António Guterres, el secretario general de Naciones Unidas (ONU), ha pedido a las grandes compañías de inteligencia artificial que informen de forma pública y transparente sobre el impacto ambiental completo de sus sistemas.
La petición incluye tres grandes dimensiones: emisiones de gases de efecto invernadero, consumo de agua y uso de suelo. El mensaje llega en pleno crecimiento de los centros de datos, una infraestructura crítica para el desarrollo de la IA.
La ONU también reclama que las empresas tecnológicas se comprometan a alimentar sus centros de datos con energía renovable antes de 2030. La organización quiere evitar que la expansión de la IA refuerce la dependencia de combustibles fósiles.
Una nueva exigencia para las tecnológicas
Guterres presentó esta propuesta durante la Semana de la Acción Climática de Londres. La iniciativa se plantea como un marco de transparencia ambiental para un sector que ya concentra inversiones millonarias en computación, chips y almacenamiento de datos.
«Si la IA quiere ayudar a construir un futuro mejor, debe ser honesta sobre lo que nos cuesta ahora», afirmó António Guterres, el secretario general de la ONU, durante su intervención.
La advertencia llega en un momento en el que la inteligencia artificial se presenta como una herramienta para mejorar la eficiencia, acelerar la investigación científica y apoyar soluciones frente al cambio climático. Pero su desarrollo también exige más electricidad, más agua y más suelo.

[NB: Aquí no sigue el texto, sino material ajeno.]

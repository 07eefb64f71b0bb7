use dioxus::document::Title;
use dioxus::prelude::*;

use crate::{
    catalog::{add_to_dream_list, DestinationCatalog},
    client::{
        components::{DestinationCard, Page},
        store::{
            notice::use_notices,
            session::{use_api, use_identity},
        },
    },
    listing::editor::{ACTIVITIES, DESTINATION_TYPES, PROVINCES},
    model::notice::Notice,
};

/// Select narrowing the catalog by one attribute, the empty option clears it
#[component]
fn FilterSelect(
    label: &'static str,
    options: Vec<&'static str>,
    value: String,
    on_change: EventHandler<String>,
) -> Element {
    rsx!(
        select {
            class: "select select-bordered",
            value: "{value}",
            onchange: move |evt| on_change.call(evt.value()),
            option { value: "", "All {label}" }
            for option in options {
                option { key: "{option}", value: "{option}", "{option}" }
            }
        }
    )
}

#[component]
pub fn TouristDestinations() -> Element {
    let api = use_api();
    let identity = use_identity();
    let mut notices = use_notices();
    let mut catalog = use_signal(DestinationCatalog::default);

    let load_api = api.clone();
    use_hook(move || {
        spawn(async move {
            let result = load_api.list_destinations().await;
            if let Some(notice) = catalog.write().apply(result) {
                notices.write().push(notice);
            }
        })
    });

    let add = use_callback(move |destination_id: i64| {
        let api = api.clone();
        let Some(tourist_id) = identity.read().user_id() else {
            notices
                .write()
                .push(Notice::error("Please sign in to build your Dream List."));
            return;
        };
        let destination = catalog
            .read()
            .destinations
            .iter()
            .find(|d| d.id == destination_id)
            .cloned();
        let Some(destination) = destination else {
            return;
        };
        if !catalog.write().begin_add(destination_id) {
            return;
        }

        spawn(async move {
            let notice = add_to_dream_list(&api, tourist_id, &destination).await;
            catalog.write().finish_add();
            notices.write().push(notice);
        });
    });

    let current = catalog.read().clone();
    let visible: Vec<_> = current.visible().into_iter().cloned().collect();

    rsx!(
        Title { "Destinations | The Pearl" }
        Page { title: "Destinations",
            div { class: "flex flex-wrap gap-4 mb-6",
                FilterSelect {
                    label: "types",
                    options: DESTINATION_TYPES.to_vec(),
                    value: current.filter.kind.clone(),
                    on_change: move |kind| catalog.write().filter.kind = kind,
                }
                FilterSelect {
                    label: "provinces",
                    options: PROVINCES.to_vec(),
                    value: current.filter.province.clone(),
                    on_change: move |province| catalog.write().filter.province = province,
                }
                FilterSelect {
                    label: "activities",
                    options: ACTIVITIES.to_vec(),
                    value: current.filter.activity.clone(),
                    on_change: move |activity| catalog.write().filter.activity = activity,
                }
            }
            if current.loading {
                span { class: "loading loading-spinner" }
            } else if current.failed {
                p { class: "text-red-700", "Destinations could not be loaded." }
            } else if visible.is_empty() {
                p { class: "text-gray-500", "No destinations match your filters." }
            } else {
                div { class: "grid sm:grid-cols-2 lg:grid-cols-3 gap-6",
                    for destination in visible {
                        DestinationCard {
                            key: "{destination.id}",
                            adding: current.is_adding(destination.id),
                            on_add: add,
                            destination,
                        }
                    }
                }
            }
        }
    )
}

El coste oculto de los centros de datos
Los centros de datos que sostienen la IA ya consumen más electricidad que muchos países. Según la ONU, en 2030 podrían utilizar más energía que todos los países del mundo salvo las cinco mayores economías por consumo eléctrico.
El impacto no se limita a la energía. Naciones Unidas advierte de que las necesidades de agua para refrigeración podrían equivaler a las necesidades básicas anuales de los 1.300 millones de habitantes del África subsahariana.
Ese crecimiento plantea una cuestión corporativa de primer orden. Las tecnológicas deberán demostrar que sus objetivos climáticos no quedan desplazados por la carrera de inversión en IA generativa, nube y grandes infraestructuras digitales.
Presión sobre empresas y gobiernos
La ONU no dirige el mensaje solo a las empresas. Guterres también pidió a los gobiernos que aceleren los permisos para proyectos de energías renovables, eliminen incentivos perjudiciales a los combustibles fósiles y refuercen los estándares climáticos.
El discurso incluyó otra prioridad: la reducción de las emisiones de metano. Naciones Unidas recuerda que este gas tiene un fuerte impacto en el calentamiento global y que una parte relevante de sus emisiones puede reducirse con tecnología disponible.
La inteligencia artificial entra así en una nueva fase regulatoria y reputacional. Ya no basta con presentar la tecnología como una palanca de productividad. Las compañías deberán explicar cuánto cuesta desplegarla en términos de carbono, agua, suelo y energía.